Aumento do piso de frete altera efeitos no transporte de cargas

Piso Mínimo de Frete Amplia Impactos sobre o Transporte de Cargas
O debate em torno do piso mínimo de frete tem se intensificado, trazendo à tona fatores cruciais para o Transporte Rodoviário de Cargas. Neste ano, três aspectos se destacam: o aumento da fiscalização pela Agência Nacional de Transportes Terrestres (ANTT), a continuidade de disputas jurídicas e a pressão constante sobre os custos operacionais, como combustível, manutenção e pedágios. O piso mínimo, que antes era apenas uma referência regulatória, agora influencia diretamente as operações diárias, os contratos comerciais e a sustentabilidade financeira das empresas transportadoras.
Instituída em 2018 após a greve dos caminhoneiros, a Política Nacional de Pisos Mínimos tem como objetivo estabelecer padrões mínimos de remuneração para o frete. Desde sua criação, o tema tem sido amplamente debatido entre os transportadores, embarcadores e o poder público, especialmente no que diz respeito à metodologia de cálculo e atualizações da tabela. A variação nos preços dos combustíveis e insumos fez com que essas discussões se conectassem ainda mais à realidade econômica das operações.
Em 2026, a situação se torna ainda mais complexa. O frete médio por quilômetro alcançou R$ 7,99 em março, refletindo a pressão de custos sobre as atividades de transporte. Com a ANTT intensificando a fiscalização, as multas por descumprimento das normas superaram R$ 354 milhões, evidenciando a seriedade do tema. As questões jurídicas também estão em destaque, com discussões sobre a aplicação das penalidades, o que implica uma necessidade crescente de formalização e revisão constante nos custos por parte das transportadoras.
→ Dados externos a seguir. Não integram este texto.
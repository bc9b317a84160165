//! Low Frequency Oscillator for modulation
//!
//! A secondary oscillator producing a scalar modulation value per sample.
//! Never mixed into the audio output; the consumer of the value (filter,
//! pitch, amplitude) lives outside the engine.

use super::{Oscillator, Waveform};

/// Low Frequency Oscillator
///
/// Shares the waveform family and phase-wrap mechanics of [`Oscillator`],
/// evaluated at a low rate and scaled by depth and amplitude.
pub struct Lfo {
    oscillator: Oscillator,
    /// Depth of modulation (0.0 to 1.0)
    depth: f64,
    /// Output amplitude (0.0 to 1.0)
    amplitude: f64,
    enabled: bool,
}

impl Lfo {
    /// Create a new LFO
    pub fn new(sample_rate: f64) -> Self {
        Self {
            oscillator: Oscillator::new(Waveform::Sine, 0.5, sample_rate),
            depth: 1.0,
            amplitude: 1.0,
            enabled: false,
        }
    }

    /// Set LFO frequency in Hz
    pub fn set_frequency(&mut self, hz: f64) {
        self.oscillator.set_frequency(hz.clamp(0.01, 100.0));
    }

    /// Get LFO frequency
    pub fn frequency(&self) -> f64 {
        self.oscillator.frequency()
    }

    /// Set modulation depth (clamped to 0.0-1.0)
    pub fn set_depth(&mut self, depth: f64) {
        self.depth = depth.clamp(0.0, 1.0);
    }

    /// Get modulation depth
    pub fn depth(&self) -> f64 {
        self.depth
    }

    /// Set output amplitude (clamped to 0.0-1.0)
    pub fn set_amplitude(&mut self, amplitude: f64) {
        self.amplitude = amplitude.clamp(0.0, 1.0);
    }

    /// Get output amplitude
    pub fn amplitude(&self) -> f64 {
        self.amplitude
    }

    /// Set the LFO waveform
    pub fn set_waveform(&mut self, waveform: Waveform) {
        self.oscillator.set_waveform(waveform);
    }

    /// Get the LFO waveform
    pub fn waveform(&self) -> Waveform {
        self.oscillator.waveform()
    }

    /// Enable or disable the LFO
    pub fn set_enabled(&mut self, enabled: bool) {
        self.enabled = enabled;
    }

    /// Check whether the LFO is enabled
    pub fn is_enabled(&self) -> bool {
        self.enabled
    }

    /// Reset phase
    pub fn reset(&mut self) {
        self.oscillator.reset();
    }

    /// Next modulation value: `waveform(phase) · depth · amplitude`.
    ///
    /// Returns `0.0` while disabled; the phase is frozen, not advanced.
    pub fn process(&mut self) -> f64 {
        if !self.enabled {
            return 0.0;
        }
        f64::from(self.oscillator.next_sample()) * self.depth * self.amplitude
    }
}
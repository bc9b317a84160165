//! Configuration loading and validation

mod schema;

pub use schema::*;

use anyhow::Result;
use std::path::Path;

/// Load configuration from a YAML file
pub fn load_config(path: &Path) -> Result<EngineConfig> {
    let contents = std::fs::read_to_string(path)?;
    let config: EngineConfig = serde_yaml::from_str(&contents)?;
    config.validate()?;
    Ok(config)
}
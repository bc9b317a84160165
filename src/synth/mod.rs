//! Synthesis components
//!
//! Contains the oscillator, envelope, LFO, filter parameters, and voice.

mod envelope;
mod filter;
mod lfo;
mod oscillator;
mod voice;

pub use envelope::{Envelope, EnvelopeStage};
pub use filter::FilterParams;
pub use lfo::Lfo;
pub use oscillator::{Oscillator, Waveform};
pub use voice::{Voice, VoiceControl};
Edson Roberto Pilati, presidente do Sindicato das Empresas de Transporte de Cargas e Logística do Oeste do Paraná (SINTROPAR), enfatiza a importância de considerar a realidade prática das empresas. Para ele, “frete não é só preço”. Os custos operacionais, como combustível e manutenção, precisam estar em equilíbrio. Se houver um desvio nesse equilíbrio, o impacto se reflete diretamente nas finanças da transportadora.
O transporte rodoviário de cargas exige previsibilidade para operar de forma responsável. As discussões em torno do piso mínimo asseguram que o setor tenha regras claras e segurança jurídica. No Oeste do Paraná, onde o agronegócio e a indústria têm forte presença, esse tema ganha importância, pois o transporte é vital para o escoamento da produção. A região, com sua localização estratégica, conecta-se a importantes corredores logísticos e mercados internacionais. Um desequilíbrio nos custos operacionais e na remuneração do frete pode comprometer a competitividade regional e a capacidade de investimento das empresas.
Os efeitos de um frete aquém da realidade econômica não se limitam às transportadoras, mas afetam toda a cadeia produtiva. Isso pode comprometer investimentos, manutenção e até a qualidade dos serviços prestados. Nesse cenário, o papel do SINTROPAR se torna ainda mais relevante, com o acompanhamento técnico e a orientação às empresas, permitindo uma tomada de decisões informadas diante das mudanças em curso.
A articulação e a compreensão dos impactos do piso mínimo de frete não apenas fortalecem as transportadoras, mas também têm repercussões significativas sobre a mobilidade geral e a eficiência do transporte no Brasil, refletindo diretamente na economia do país.